__Problem to work on__: Of the entries below, return only those lines from the line with "use std::path::PathBuf;" to the line with "are written into", exactly, both included.

....

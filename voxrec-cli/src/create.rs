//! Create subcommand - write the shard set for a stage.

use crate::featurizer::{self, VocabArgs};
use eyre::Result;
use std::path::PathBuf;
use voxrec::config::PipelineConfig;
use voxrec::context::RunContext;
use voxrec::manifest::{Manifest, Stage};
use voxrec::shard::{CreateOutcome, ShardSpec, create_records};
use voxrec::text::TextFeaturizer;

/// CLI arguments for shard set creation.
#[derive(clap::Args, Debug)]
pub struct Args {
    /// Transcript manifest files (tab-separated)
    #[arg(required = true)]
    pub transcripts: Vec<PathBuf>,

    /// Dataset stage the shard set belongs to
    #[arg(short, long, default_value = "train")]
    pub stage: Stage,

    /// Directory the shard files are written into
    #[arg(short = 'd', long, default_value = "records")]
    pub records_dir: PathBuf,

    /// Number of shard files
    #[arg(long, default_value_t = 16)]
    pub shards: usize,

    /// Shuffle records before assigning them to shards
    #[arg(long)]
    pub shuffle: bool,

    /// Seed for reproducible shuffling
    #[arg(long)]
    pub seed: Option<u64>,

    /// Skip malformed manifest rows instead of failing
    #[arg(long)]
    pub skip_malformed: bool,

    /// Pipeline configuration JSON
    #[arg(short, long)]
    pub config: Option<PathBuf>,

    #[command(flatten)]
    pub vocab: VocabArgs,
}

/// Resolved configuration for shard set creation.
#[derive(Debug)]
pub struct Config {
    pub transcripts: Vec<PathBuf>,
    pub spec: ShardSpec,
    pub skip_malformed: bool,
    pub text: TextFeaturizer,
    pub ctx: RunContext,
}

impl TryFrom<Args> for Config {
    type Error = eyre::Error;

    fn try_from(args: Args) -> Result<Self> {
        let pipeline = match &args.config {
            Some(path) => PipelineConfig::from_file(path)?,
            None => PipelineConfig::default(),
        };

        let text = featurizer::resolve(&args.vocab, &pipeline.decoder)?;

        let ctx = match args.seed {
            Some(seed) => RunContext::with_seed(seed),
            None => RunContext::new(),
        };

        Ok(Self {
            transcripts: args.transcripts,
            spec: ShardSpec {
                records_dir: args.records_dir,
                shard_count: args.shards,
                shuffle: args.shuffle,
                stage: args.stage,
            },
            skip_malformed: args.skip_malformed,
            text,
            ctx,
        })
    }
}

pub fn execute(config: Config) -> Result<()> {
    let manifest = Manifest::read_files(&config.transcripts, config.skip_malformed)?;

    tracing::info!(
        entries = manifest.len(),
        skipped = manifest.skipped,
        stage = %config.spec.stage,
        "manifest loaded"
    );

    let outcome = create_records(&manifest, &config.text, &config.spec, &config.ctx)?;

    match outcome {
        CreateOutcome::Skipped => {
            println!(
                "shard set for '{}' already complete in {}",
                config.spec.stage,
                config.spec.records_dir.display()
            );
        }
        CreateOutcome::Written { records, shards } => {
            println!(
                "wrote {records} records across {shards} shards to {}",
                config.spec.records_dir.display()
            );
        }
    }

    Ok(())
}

....

__Answer for the task__:
use std::path::PathBuf;
use voxrec::config::PipelineConfig;
use voxrec::context::RunContext;
use voxrec::manifest::{Manifest, Stage};
use voxrec::shard::{CreateOutcome, ShardSpec, create_records};
use voxrec::text::TextFeaturizer;

/// CLI arguments for shard set creation.
#[derive(clap::Args, Debug)]
pub struct Args {
    /// Transcript manifest files (tab-separated)
    #[arg(required = true)]
    pub transcripts: Vec<PathBuf>,

    /// Dataset stage the shard set belongs to
    #[arg(short, long, default_value = "train")]
    pub stage: Stage,

    /// Directory the shard files are written into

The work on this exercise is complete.